The aim of this study day is therefore to review all the biographical productions of a period that has been little considered until now, in order to better understand how the modes of celebrating the glory of illustrious men were transformed between 1580 and 1750, both in writing and in images, by taking into account various media such as books, prints, paintings, sculptures and even medals.

Announcement

Study day organized with the support of the Conférence universitaire de Suisse occidentale, University of Lausanne, 25-26 November 2021

Argument

In the preface to the second volume of his Hommes illustres qui ont paru en France pendant ce siècle, avec leurs portraits au naturel (1696-1700), Charles Perrault was compelled to justify one of the choices that he and his protector, Michel Bégon, had made. He was indeed criticized for "having mixed artisans with princes and cardinals," that is, for having given the same glory to men of very different conditions. This criticism – and the author's response, which invokes the canonical examples of Apelles and Phidias, whose names "placed after that of Alexander himself, do not bring shame to either Alexander or his century" – suggests that Perrault's work departed from the encomiastic tradition which developed during the sixteenth century, in the wake of Plutarch's Parallel Lives. According to this tradition, only the princes and the main servants of the state would deserve to be celebrated, and such a perspective naturally led to the exclusion of scholars, scientists and artists. Pictorial enterprises such as the Gallery of the Illustrious in the Château de Beauregard, decorated with 327 portraits around 1620, or the one in the Cardinal Palace in Paris commissioned in 1632 by Richelieu, were still part of this tradition. The same is true for engraved collections, such as the series of portraits by Thomas de Leu, or biographies of illustrious women, such as Les Harangues héroïques by Madeleine de Scudéry (1642-1644) or the Gallerie des femmes fortes by the Jesuit Pierre Le Moyne (1647), both being exclusively devoted to the leaders and great heroines of ancient history.

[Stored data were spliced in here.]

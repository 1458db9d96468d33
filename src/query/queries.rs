/// 경매 조회
pub const GET_AUCTION: &str = "SELECT id, title, category, description, image_url, base_price, current_price, start_time, end_time, status, seller_id, highest_bidder_id, highest_bid_amount, highest_bid_time, ended_at, created_at FROM auctions WHERE id = $1";

/// 경매 목록 조회 (카테고리/검색어/판정 상태 필터 + 페이지네이션)
/// 상태 필터는 저장된 status가 아닌 일정 컬럼으로 판정한다
pub const LIST_AUCTIONS: &str = r#"
    SELECT id, title, category, description, image_url, base_price, current_price,
           start_time, end_time, status, seller_id,
           highest_bidder_id, highest_bid_amount, highest_bid_time, ended_at, created_at
    FROM auctions
    WHERE ($1::text IS NULL OR category = $1)
      AND ($2::text IS NULL OR title ILIKE '%' || $2 || '%' OR description ILIKE '%' || $2 || '%')
      AND ($3::text IS NULL
           OR ($3 = 'UPCOMING' AND start_time > $4)
           OR ($3 = 'ONGOING' AND start_time <= $4 AND end_time > $4)
           OR ($3 = 'ENDED' AND end_time <= $4))
    ORDER BY created_at DESC
    LIMIT $5 OFFSET $6
"#;

/// 최고 유효 입찰 조회 (동일 금액이면 먼저 입찰한 쪽이 선순위)
pub const GET_TOP_BID: &str = r#"
    SELECT id, auction_id, bidder_id, amount, placed_at
    FROM bids
    WHERE auction_id = $1
    ORDER BY amount DESC, placed_at ASC
    LIMIT 1
"#;

/// 현재 가격 조회
pub const GET_CURRENT_PRICE: &str = "SELECT current_price FROM auctions WHERE id = $1";

/// 읽기 경로 상태 보정: UPCOMING -> ONGOING 승격만 수행
/// 종료 전이는 낙찰 처리를 동반하므로 스케줄러 전담
pub const HEAL_PROMOTE_STATUS: &str =
    "UPDATE auctions SET status = 'ONGOING' WHERE id = $1 AND status = 'UPCOMING'";

/// 내 입찰 목록 조회
pub const GET_MY_BIDS: &str = r#"
    SELECT a.id AS auction_id, a.title, a.category, a.status, a.current_price,
           a.start_time, a.end_time, b.amount AS my_amount, b.placed_at
    FROM bids b
    JOIN auctions a ON a.id = b.auction_id
    WHERE b.bidder_id = $1
    ORDER BY b.placed_at DESC
"#;

/// 내 낙찰 목록 조회
pub const GET_MY_WINS: &str = "SELECT id, auction_id, bidder_id, amount, purchase_deadline, purchase_status, payment_id, created_at FROM winners WHERE bidder_id = $1 ORDER BY created_at DESC";

/// 낙찰자 조회 (전체)
pub const GET_WINNER: &str = "SELECT id, auction_id, bidder_id, amount, purchase_deadline, purchase_status, payment_id, created_at FROM winners WHERE auction_id = $1";

/// 낙찰자 조회 (공개용 최소 정보)
pub const GET_WINNER_PUBLIC: &str =
    "SELECT auction_id, bidder_id, amount FROM winners WHERE auction_id = $1";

Scholars and artists could, of course, be the subject of autonomous lives or included in series devoted exclusively to them. Thus, in the seventeenth century, following Vasari's Vite, artists were represented in various real or fictitious "galleries," ranging from Leopold de Medici's collection of artists' self-portraits continued by the Grand Duke of Tuscany, Cosimo III, to biographical collections such as Cornelis de Bie's Gulden Cabinet van de Vry Schilder-Const (1662). However, while such undertakins do testify the elevation of the status of painters and sculptors, they remain largely distinct from the practices of celebrating great statesmen. Thus, an implicit hierarchy clearly remained strong, as the criticism of Perrault's project suggests.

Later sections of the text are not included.